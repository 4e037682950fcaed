//! taskchain: run the image blur pipeline from the command line.
//!
//! Configuration comes from `.taskchain.toml` (or `--config`) with
//! `TASKCHAIN_*` environment overrides. The save stage only runs while the
//! device is charging; `--charging` and `--charge-after` stand in for a
//! power monitor.

use std::path::PathBuf;

use anyhow::{Context, Result};
use clap::{Parser, Subcommand};
use taskchain::TaskchainConfig;

mod commands;

/// Ordered, replaceable background pipelines
#[derive(Parser)]
#[command(name = "taskchain")]
#[command(about = "Blur images through a cleanup -> blur -> save pipeline", long_about = None)]
#[command(version)]
struct Cli {
    /// Configuration file (defaults to .taskchain.toml when present)
    #[arg(long, global = true, env = "TASKCHAIN_CONFIG")]
    config: Option<PathBuf>,

    #[command(subcommand)]
    command: Commands,
}

#[derive(Subcommand)]
enum Commands {
    /// Blur an image and publish the result
    ///
    /// Replaces any blur already running under the configured work name.
    Blur {
        /// Image to blur
        #[arg(long)]
        image: PathBuf,

        /// Number of blur passes (0 publishes the source unchanged)
        #[arg(long, default_value = "1", value_parser = clap::value_parser!(u32).range(0..=10))]
        level: u32,

        /// Start with the device charging
        #[arg(long)]
        charging: bool,

        /// Start charging after this many seconds
        #[arg(long, value_name = "SECS", conflicts_with = "charging")]
        charge_after: Option<u64>,

        /// Print the final work info as JSON
        #[arg(long)]
        json: bool,
    },

    /// Delete intermediate artifacts from the output directory
    Cleanup,

    /// Print the effective configuration
    Config,
}

fn main() -> Result<()> {
    let cli = Cli::parse();
    let config = match &cli.config {
        Some(path) => TaskchainConfig::from_file(path)
            .with_context(|| format!("loading {}", path.display()))?,
        None => TaskchainConfig::load().context("loading configuration")?,
    };
    taskchain::logging::init(&config.logging)?;

    let runtime = tokio::runtime::Runtime::new()?;
    match cli.command {
        Commands::Blur {
            image,
            level,
            charging,
            charge_after,
            json,
        } => {
            let options = commands::blur::BlurOptions {
                image,
                level,
                charging,
                charge_after,
                json,
            };
            runtime.block_on(commands::blur::execute(config, options))?;
        },
        Commands::Cleanup => {
            runtime.block_on(commands::cleanup::execute(&config))?;
        },
        Commands::Config => {
            commands::config::execute(&config)?;
        },
    }
    Ok(())
}

#[cfg(test)]
mod tests {
    use super::*;

    #[test]
    fn blur_arguments_parse() {
        let cli = Cli::try_parse_from([
            "taskchain",
            "blur",
            "--image",
            "cat.png",
            "--level",
            "3",
            "--charge-after",
            "5",
        ])
        .unwrap();
        match cli.command {
            Commands::Blur {
                image,
                level,
                charging,
                charge_after,
                json,
            } => {
                assert_eq!(image, PathBuf::from("cat.png"));
                assert_eq!(level, 3);
                assert!(!charging);
                assert_eq!(charge_after, Some(5));
                assert!(!json);
            },
            _ => panic!("expected blur"),
        }
    }

    #[test]
    fn charging_flags_conflict() {
        assert!(Cli::try_parse_from([
            "taskchain",
            "blur",
            "--image",
            "cat.png",
            "--charging",
            "--charge-after",
            "5",
        ])
        .is_err());
    }

    #[test]
    fn level_is_bounded() {
        assert!(Cli::try_parse_from(["taskchain", "blur", "--image", "a.png", "--level", "11"]).is_err());
    }
}
use std::collections::{HashMap, HashSet, VecDeque};

use indexmap::IndexMap;
use serde::{Deserialize, Serialize};

use crate::data::MergePolicy;
use crate::error::{Error, Result};
use crate::task::{TaskId, WorkRequest};

/// A dependency: `to` may start only after `from` succeeded.
#[derive(Debug, Clone, Copy, PartialEq, Eq, Hash, Serialize, Deserialize)]
pub struct Edge {
    /// The predecessor.
    pub from: TaskId,
    /// The dependent task.
    pub to: TaskId,
}

/// A named directed acyclic graph of [`WorkRequest`]s.
///
/// Task order is declaration order; edge order is declaration order, which
/// makes [`Pipeline::predecessors`] deterministic for fan-in merges.
#[derive(Debug, Clone, PartialEq, Eq, Serialize, Deserialize)]
pub struct Pipeline {
    name: String,
    tasks: Vec<WorkRequest>,
    edges: Vec<Edge>,
    #[serde(default)]
    merge_policy: MergePolicy,
}

impl Pipeline {
    /// Assembles a pipeline from raw parts without validating it.
    ///
    /// Prefer [`PipelineBuilder`](crate::pipeline::PipelineBuilder), which can
    /// only produce well-formed graphs.
    pub fn from_parts(
        name: impl Into<String>,
        tasks: Vec<WorkRequest>,
        edges: Vec<Edge>,
        merge_policy: MergePolicy,
    ) -> Self {
        Self {
            name: name.into(),
            tasks,
            edges,
            merge_policy,
        }
    }

    pub(crate) fn single(name: String, initial: WorkRequest) -> Self {
        Self {
            name,
            tasks: vec![initial],
            edges: Vec::new(),
            merge_policy: MergePolicy::default(),
        }
    }

    pub(crate) fn push_task(&mut self, task: WorkRequest, after: &[TaskId]) {
        let to = task.id();
        self.tasks.push(task);
        self.edges
            .extend(after.iter().map(|&from| Edge { from, to }));
    }

    pub(crate) fn set_merge_policy(&mut self, policy: MergePolicy) {
        self.merge_policy = policy;
    }

    /// Unique work name.
    pub fn name(&self) -> &str {
        &self.name
    }

    /// Number of tasks.
    pub fn len(&self) -> usize {
        self.tasks.len()
    }

    /// Returns `true` if the pipeline has no tasks. A valid pipeline never does.
    pub fn is_empty(&self) -> bool {
        self.tasks.is_empty()
    }

    /// Tasks in declaration order.
    pub fn tasks(&self) -> &[WorkRequest] {
        &self.tasks
    }

    /// Edges in declaration order.
    pub fn edges(&self) -> &[Edge] {
        &self.edges
    }

    /// How fan-in outputs are combined.
    pub fn merge_policy(&self) -> MergePolicy {
        self.merge_policy
    }

    /// Task ids in declaration order.
    pub fn task_ids(&self) -> Vec<TaskId> {
        self.tasks.iter().map(WorkRequest::id).collect()
    }

    /// Looks up a task by id.
    pub fn task(&self, id: TaskId) -> Option<&WorkRequest> {
        self.tasks.iter().find(|t| t.id() == id)
    }

    /// Direct predecessors of `id`, in edge declaration order.
    pub fn predecessors(&self, id: TaskId) -> Vec<TaskId> {
        self.edges
            .iter()
            .filter(|e| e.to == id)
            .map(|e| e.from)
            .collect()
    }

    /// Direct successors of `id`, in edge declaration order.
    pub fn successors(&self, id: TaskId) -> Vec<TaskId> {
        self.edges
            .iter()
            .filter(|e| e.from == id)
            .map(|e| e.to)
            .collect()
    }

    /// Tasks with no predecessors.
    pub fn roots(&self) -> Vec<TaskId> {
        let targets: HashSet<TaskId> = self.edges.iter().map(|e| e.to).collect();
        self.tasks
            .iter()
            .map(WorkRequest::id)
            .filter(|id| !targets.contains(id))
            .collect()
    }

    /// Tasks with no successors.
    pub fn leaves(&self) -> Vec<TaskId> {
        let sources: HashSet<TaskId> = self.edges.iter().map(|e| e.from).collect();
        self.tasks
            .iter()
            .map(WorkRequest::id)
            .filter(|id| !sources.contains(id))
            .collect()
    }

    /// Every task reachable from `id`, excluding `id` itself, in breadth-first order.
    pub fn descendants(&self, id: TaskId) -> Vec<TaskId> {
        let mut seen = HashSet::new();
        let mut order = Vec::new();
        let mut queue: VecDeque<TaskId> = self.successors(id).into();
        while let Some(next) = queue.pop_front() {
            if seen.insert(next) {
                order.push(next);
                queue.extend(self.successors(next));
            }
        }
        order
    }

    /// Groups tasks into layers: every task's predecessors live in earlier
    /// layers. Within a layer, tasks keep declaration order.
    ///
    /// # Errors
    ///
    /// Returns [`Error::InvalidPipeline`] if the graph has a cycle.
    pub fn layers(&self) -> Result<Vec<Vec<TaskId>>> {
        let mut in_degree: IndexMap<TaskId, usize> =
            self.tasks.iter().map(|t| (t.id(), 0)).collect();
        for edge in &self.edges {
            if let Some(degree) = in_degree.get_mut(&edge.to) {
                *degree += 1;
            }
        }

        let mut layers = Vec::new();
        while !in_degree.is_empty() {
            let ready: Vec<TaskId> = in_degree
                .iter()
                .filter(|(_, degree)| **degree == 0)
                .map(|(&id, _)| id)
                .collect();
            if ready.is_empty() {
                return Err(self.invalid("dependency cycle detected"));
            }
            for id in &ready {
                in_degree.shift_remove(id);
                for successor in self.successors(*id) {
                    if let Some(degree) = in_degree.get_mut(&successor) {
                        *degree = degree.saturating_sub(1);
                    }
                }
            }
            layers.push(ready);
        }
        Ok(layers)
    }

    /// A linear order in which every task follows its predecessors.
    ///
    /// # Errors
    ///
    /// Returns [`Error::InvalidPipeline`] if the graph has a cycle.
    pub fn topological_order(&self) -> Result<Vec<TaskId>> {
        Ok(self.layers()?.into_iter().flatten().collect())
    }

    /// Returns `true` if every task has at most one predecessor and one
    /// successor, and the tasks form a single chain.
    pub fn is_linear_chain(&self) -> bool {
        let mut in_degree: HashMap<TaskId, usize> = HashMap::new();
        let mut out_degree: HashMap<TaskId, usize> = HashMap::new();
        for edge in &self.edges {
            *out_degree.entry(edge.from).or_default() += 1;
            *in_degree.entry(edge.to).or_default() += 1;
        }
        self.edges.len() + 1 == self.tasks.len()
            && in_degree.values().all(|&d| d == 1)
            && out_degree.values().all(|&d| d == 1)
            && self.roots().len() == 1
    }

    /// Checks the structural invariants: at least one task, unique task
    /// ids, edges between known tasks, no cycles and a single connected
    /// component.
    ///
    /// # Errors
    ///
    /// Returns [`Error::InvalidPipeline`] describing the first violation.
    pub fn validate(&self) -> Result<()> {
        if self.tasks.is_empty() {
            return Err(self.invalid("pipeline has no tasks"));
        }

        let mut ids = HashSet::with_capacity(self.tasks.len());
        for task in &self.tasks {
            if !ids.insert(task.id()) {
                return Err(self.invalid(format!("duplicate task id {}", task.id())));
            }
        }

        for edge in &self.edges {
            if edge.from == edge.to {
                return Err(self.invalid(format!("task {} depends on itself", edge.from)));
            }
            for end in [edge.from, edge.to] {
                if !ids.contains(&end) {
                    return Err(self.invalid(format!("edge references unknown task {end}")));
                }
            }
        }

        self.layers()?;

        if !self.is_connected() {
            return Err(self.invalid("pipeline is not connected"));
        }

        Ok(())
    }

    fn is_connected(&self) -> bool {
        let Some(first) = self.tasks.first() else {
            return true;
        };
        let mut neighbours: HashMap<TaskId, Vec<TaskId>> = HashMap::new();
        for edge in &self.edges {
            neighbours.entry(edge.from).or_default().push(edge.to);
            neighbours.entry(edge.to).or_default().push(edge.from);
        }

        let mut seen = HashSet::from([first.id()]);
        let mut queue = VecDeque::from([first.id()]);
        while let Some(id) = queue.pop_front() {
            for &next in neighbours.get(&id).into_iter().flatten() {
                if seen.insert(next) {
                    queue.push_back(next);
                }
            }
        }
        seen.len() == self.tasks.len()
    }

    fn invalid(&self, reason: impl Into<String>) -> Error {
        Error::InvalidPipeline {
            name: self.name.clone(),
            reason: reason.into(),
        }
    }
}

#[cfg(test)]
mod tests {
    use super::*;
    use crate::task::StageKind;
    use pretty_assertions::assert_eq;

    fn task(worker: &str) -> WorkRequest {
        WorkRequest::from_worker(StageKind::Transform, worker)
    }

    fn chain(n: usize) -> Pipeline {
        let mut tasks = (0..n).map(|i| task(&format!("w{i}")));
        let mut pipeline = Pipeline::single("chain".to_string(), tasks.next().unwrap());
        for next in tasks {
            let tail = *pipeline.task_ids().last().unwrap();
            pipeline.push_task(next, &[tail]);
        }
        pipeline
    }

    #[test]
    fn chain_has_one_root_and_one_leaf() {
        let pipeline = chain(4);
        let ids = pipeline.task_ids();
        assert!(pipeline.validate().is_ok());
        assert!(pipeline.is_linear_chain());
        assert_eq!(pipeline.roots(), vec![ids[0]]);
        assert_eq!(pipeline.leaves(), vec![ids[3]]);
        assert_eq!(pipeline.topological_order().unwrap(), ids);
        assert_eq!(pipeline.descendants(ids[1]), vec![ids[2], ids[3]]);
    }

    #[test]
    fn fan_out_lands_in_one_layer() {
        let root = task("root");
        let left = task("left");
        let right = task("right");
        let join = task("join");
        let (r, l, rt, j) = (root.id(), left.id(), right.id(), join.id());

        let mut pipeline = Pipeline::single("diamond".to_string(), root);
        pipeline.push_task(left, &[r]);
        pipeline.push_task(right, &[r]);
        pipeline.push_task(join, &[l, rt]);

        assert!(pipeline.validate().is_ok());
        assert!(!pipeline.is_linear_chain());
        assert_eq!(
            pipeline.layers().unwrap(),
            vec![vec![r], vec![l, rt], vec![j]]
        );
        assert_eq!(pipeline.predecessors(j), vec![l, rt]);
    }

    #[test]
    fn cycle_is_rejected() {
        let a = task("a");
        let b = task("b");
        let edges = vec![
            Edge {
                from: a.id(),
                to: b.id(),
            },
            Edge {
                from: b.id(),
                to: a.id(),
            },
        ];
        let pipeline = Pipeline::from_parts("loop", vec![a, b], edges, MergePolicy::default());
        let err = pipeline.validate().unwrap_err();
        assert!(err.to_string().contains("cycle"));
    }

    #[test]
    fn empty_duplicate_dangling_and_disconnected_are_rejected() {
        let empty = Pipeline::from_parts("empty", vec![], vec![], MergePolicy::default());
        assert!(empty.validate().is_err());

        let a = task("a");
        let dup = Pipeline::from_parts(
            "dup",
            vec![a.clone(), a.clone()],
            vec![],
            MergePolicy::default(),
        );
        assert!(dup.validate().unwrap_err().to_string().contains("duplicate"));

        let stray = task("stray");
        let dangling = Pipeline::from_parts(
            "dangling",
            vec![a.clone()],
            vec![Edge {
                from: a.id(),
                to: stray.id(),
            }],
            MergePolicy::default(),
        );
        assert!(dangling.validate().unwrap_err().to_string().contains("unknown"));

        let apart = Pipeline::from_parts("apart", vec![a, stray], vec![], MergePolicy::default());
        assert!(apart
            .validate()
            .unwrap_err()
            .to_string()
            .contains("not connected"));
    }

    #[test]
    fn pipeline_serializes() {
        let pipeline = chain(3);
        let json = serde_json::to_string(&pipeline).unwrap();
        let back: Pipeline = serde_json::from_str(&json).unwrap();
        assert_eq!(back, pipeline);
    }
}
//! Publishes the device state that task constraints are evaluated against.

use std::sync::Arc;

use taskchain::DeviceState;
use tokio::sync::watch;
use tracing::debug;

/// Shared, observable [`DeviceState`].
///
/// Clones share the same state. Every change wakes tasks waiting on their
/// constraints.
///
/// # Examples
///
/// ```
/// use taskchain::DeviceState;
/// use taskchain_scheduler::ConstraintMonitor;
///
/// let monitor = ConstraintMonitor::new(DeviceState::default());
/// assert!(!monitor.current().charging);
///
/// monitor.set_charging(true);
/// assert!(monitor.current().charging);
/// ```
#[derive(Debug, Clone)]
pub struct ConstraintMonitor {
    tx: Arc<watch::Sender<DeviceState>>,
}

impl ConstraintMonitor {
    /// Starts from `initial`.
    pub fn new(initial: DeviceState) -> Self {
        let (tx, _rx) = watch::channel(initial);
        Self { tx: Arc::new(tx) }
    }

    /// The current state.
    pub fn current(&self) -> DeviceState {
        *self.tx.borrow()
    }

    /// Replaces the state.
    pub fn set(&self, state: DeviceState) {
        debug!(?state, "device state changed");
        self.tx.send_replace(state);
    }

    /// Modifies the state in place.
    pub fn update(&self, f: impl FnOnce(&mut DeviceState)) {
        self.tx.send_modify(f);
        debug!(state = ?self.current(), "device state changed");
    }

    /// Sets whether the device is charging.
    pub fn set_charging(&self, charging: bool) {
        self.update(|state| state.charging = charging);
    }

    /// Receives every subsequent change.
    pub fn subscribe(&self) -> watch::Receiver<DeviceState> {
        self.tx.subscribe()
    }
}

impl Default for ConstraintMonitor {
    fn default() -> Self {
        Self::new(DeviceState::default())
    }
}

#[cfg(test)]
mod tests {
    use super::*;

    #[tokio::test]
    async fn subscribers_see_updates() {
        let monitor = ConstraintMonitor::default();
        let mut rx = monitor.subscribe();

        let clone = monitor.clone();
        clone.update(|state| state.battery_low = true);

        rx.changed().await.unwrap();
        assert!(rx.borrow().battery_low);
        assert!(monitor.current().battery_low);
    }
}
//! Environmental preconditions gating when a task may run.
//!
//! A task bound to [`Constraints`] is eligible to start only while every
//! constraint holds against the current [`DeviceState`]. While they do not,
//! the scheduler keeps the task `Blocked`; an unmet constraint never fails a
//! task.

use std::fmt;

use serde::{Deserialize, Serialize};

/// Network connectivity a task requires.
#[derive(Debug, Clone, Copy, Default, PartialEq, Eq, Hash, Serialize, Deserialize)]
#[serde(rename_all = "snake_case")]
pub enum NetworkType {
    /// No network requirement.
    #[default]
    NotRequired,
    /// Any working connection.
    Connected,
    /// An unmetered connection.
    Unmetered,
}

/// A single precondition, used to report why a task is blocked.
#[derive(Debug, Clone, Copy, PartialEq, Eq, Hash, Serialize, Deserialize)]
#[serde(rename_all = "snake_case")]
pub enum ConstraintKind {
    /// The device must be charging.
    Charging,
    /// The battery must not be low.
    BatteryNotLow,
    /// Storage must not be low.
    StorageNotLow,
    /// The device must be idle.
    DeviceIdle,
    /// The required network type must be available.
    Network,
}

impl fmt::Display for ConstraintKind {
    fn fmt(&self, f: &mut fmt::Formatter<'_>) -> fmt::Result {
        match self {
            Self::Charging => write!(f, "charging"),
            Self::BatteryNotLow => write!(f, "battery_not_low"),
            Self::StorageNotLow => write!(f, "storage_not_low"),
            Self::DeviceIdle => write!(f, "device_idle"),
            Self::Network => write!(f, "network"),
        }
    }
}

/// Snapshot of the environment the constraints are evaluated against.
#[derive(Debug, Clone, Copy, PartialEq, Eq, Serialize, Deserialize)]
#[allow(clippy::struct_excessive_bools)]
pub struct DeviceState {
    /// The device is plugged in.
    pub charging: bool,
    /// The battery is below the low threshold.
    pub battery_low: bool,
    /// Free storage is below the low threshold.
    pub storage_low: bool,
    /// The device is idle.
    pub idle: bool,
    /// Currently available network.
    pub network: NetworkType,
}

impl Default for DeviceState {
    fn default() -> Self {
        Self {
            charging: false,
            battery_low: false,
            storage_low: false,
            idle: false,
            network: NetworkType::Connected,
        }
    }
}

impl DeviceState {
    /// Returns a copy with `charging` set.
    #[must_use]
    pub fn with_charging(mut self, charging: bool) -> Self {
        self.charging = charging;
        self
    }
}

/// Boolean preconditions a task requires before it may run.
///
/// # Examples
///
/// ```
/// use taskchain::{ConstraintKind, Constraints, DeviceState};
///
/// let constraints = Constraints::default().with_requires_charging(true);
///
/// let unplugged = DeviceState::default();
/// assert!(!constraints.is_satisfied_by(&unplugged));
/// assert_eq!(constraints.unmet(&unplugged), vec![ConstraintKind::Charging]);
///
/// let plugged = unplugged.with_charging(true);
/// assert!(constraints.is_satisfied_by(&plugged));
/// ```
#[derive(Debug, Clone, Copy, Default, PartialEq, Eq, Serialize, Deserialize)]
#[serde(default)]
#[allow(clippy::struct_excessive_bools)]
pub struct Constraints {
    /// Run only while charging.
    pub requires_charging: bool,
    /// Run only while the battery is not low.
    pub requires_battery_not_low: bool,
    /// Run only while storage is not low.
    pub requires_storage_not_low: bool,
    /// Run only while the device is idle.
    pub requires_device_idle: bool,
    /// Network the task needs.
    pub required_network: NetworkType,
}

impl Constraints {
    /// No constraints: always satisfied.
    pub fn none() -> Self {
        Self::default()
    }

    /// Sets the charging requirement.
    #[must_use]
    pub fn with_requires_charging(mut self, required: bool) -> Self {
        self.requires_charging = required;
        self
    }

    /// Sets the battery-not-low requirement.
    #[must_use]
    pub fn with_requires_battery_not_low(mut self, required: bool) -> Self {
        self.requires_battery_not_low = required;
        self
    }

    /// Sets the storage-not-low requirement.
    #[must_use]
    pub fn with_requires_storage_not_low(mut self, required: bool) -> Self {
        self.requires_storage_not_low = required;
        self
    }

    /// Sets the device-idle requirement.
    #[must_use]
    pub fn with_requires_device_idle(mut self, required: bool) -> Self {
        self.requires_device_idle = required;
        self
    }

    /// Sets the network requirement.
    #[must_use]
    pub fn with_required_network(mut self, network: NetworkType) -> Self {
        self.required_network = network;
        self
    }

    /// Returns `true` if no precondition is set.
    pub fn is_empty(&self) -> bool {
        *self == Self::default()
    }

    /// Returns `true` if every precondition holds in `state`.
    pub fn is_satisfied_by(&self, state: &DeviceState) -> bool {
        self.unmet(state).is_empty()
    }

    /// Lists the preconditions that do not hold in `state`.
    pub fn unmet(&self, state: &DeviceState) -> Vec<ConstraintKind> {
        let mut unmet = Vec::new();
        if self.requires_charging && !state.charging {
            unmet.push(ConstraintKind::Charging);
        }
        if self.requires_battery_not_low && state.battery_low {
            unmet.push(ConstraintKind::BatteryNotLow);
        }
        if self.requires_storage_not_low && state.storage_low {
            unmet.push(ConstraintKind::StorageNotLow);
        }
        if self.requires_device_idle && !state.idle {
            unmet.push(ConstraintKind::DeviceIdle);
        }
        let network_ok = match self.required_network {
            NetworkType::NotRequired => true,
            NetworkType::Connected => state.network != NetworkType::NotRequired,
            NetworkType::Unmetered => state.network == NetworkType::Unmetered,
        };
        if !network_ok {
            unmet.push(ConstraintKind::Network);
        }
        unmet
    }
}

#[cfg(test)]
mod tests {
    use super::*;

    #[test]
    fn empty_constraints_always_hold() {
        let constraints = Constraints::none();
        assert!(constraints.is_empty());
        assert!(constraints.is_satisfied_by(&DeviceState::default()));
    }

    #[test]
    fn every_unmet_precondition_is_reported() {
        let constraints = Constraints::none()
            .with_requires_charging(true)
            .with_requires_battery_not_low(true)
            .with_requires_storage_not_low(true)
            .with_requires_device_idle(true);
        let state = DeviceState {
            charging: false,
            battery_low: true,
            storage_low: true,
            idle: false,
            network: NetworkType::Connected,
        };
        assert_eq!(
            constraints.unmet(&state),
            vec![
                ConstraintKind::Charging,
                ConstraintKind::BatteryNotLow,
                ConstraintKind::StorageNotLow,
                ConstraintKind::DeviceIdle,
            ]
        );
    }

    #[test]
    fn network_requirements() {
        let offline = DeviceState {
            network: NetworkType::NotRequired,
            ..DeviceState::default()
        };
        let metered = DeviceState::default();
        let unmetered = DeviceState {
            network: NetworkType::Unmetered,
            ..DeviceState::default()
        };

        let connected = Constraints::none().with_required_network(NetworkType::Connected);
        assert!(!connected.is_satisfied_by(&offline));
        assert!(connected.is_satisfied_by(&metered));

        let wifi = Constraints::none().with_required_network(NetworkType::Unmetered);
        assert!(!wifi.is_satisfied_by(&metered));
        assert!(wifi.is_satisfied_by(&unmetered));
    }

    #[test]
    fn constraints_deserialize_with_defaults() {
        let constraints: Constraints =
            serde_json::from_str(r#"{"requires_charging": true}"#).unwrap();
        assert!(constraints.requires_charging);
        assert_eq!(constraints.required_network, NetworkType::NotRequired);
    }
}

- - - -

Task to carry out =>
The stretch of entries above that starts with the line containing "declaration order, which" and goes on through the line containing "pub(crate) fn single(name: String, initial: WorkRequest)" is to be transcribed exactly, and no other line is to be transcribed.

Result for this task =>
/// Task order is declaration order; edge order is declaration order, which
/// makes [`Pipeline::predecessors`] deterministic for fan-in merges.
#[derive(Debug, Clone, PartialEq, Eq, Serialize, Deserialize)]
pub struct Pipeline {
    name: String,
    tasks: Vec<WorkRequest>,
    edges: Vec<Edge>,
    #[serde(default)]
    merge_policy: MergePolicy,
}

impl Pipeline {
    /// Assembles a pipeline from raw parts without validating it.
    ///
    /// Prefer [`PipelineBuilder`](crate::pipeline::PipelineBuilder), which can
    /// only produce well-formed graphs.
    pub fn from_parts(
        name: impl Into<String>,
        tasks: Vec<WorkRequest>,
        edges: Vec<Edge>,
        merge_policy: MergePolicy,
    ) -> Self {
        Self {
            name: name.into(),
            tasks,
            edges,
            merge_policy,
        }
    }

    pub(crate) fn single(name: String, initial: WorkRequest) -> Self {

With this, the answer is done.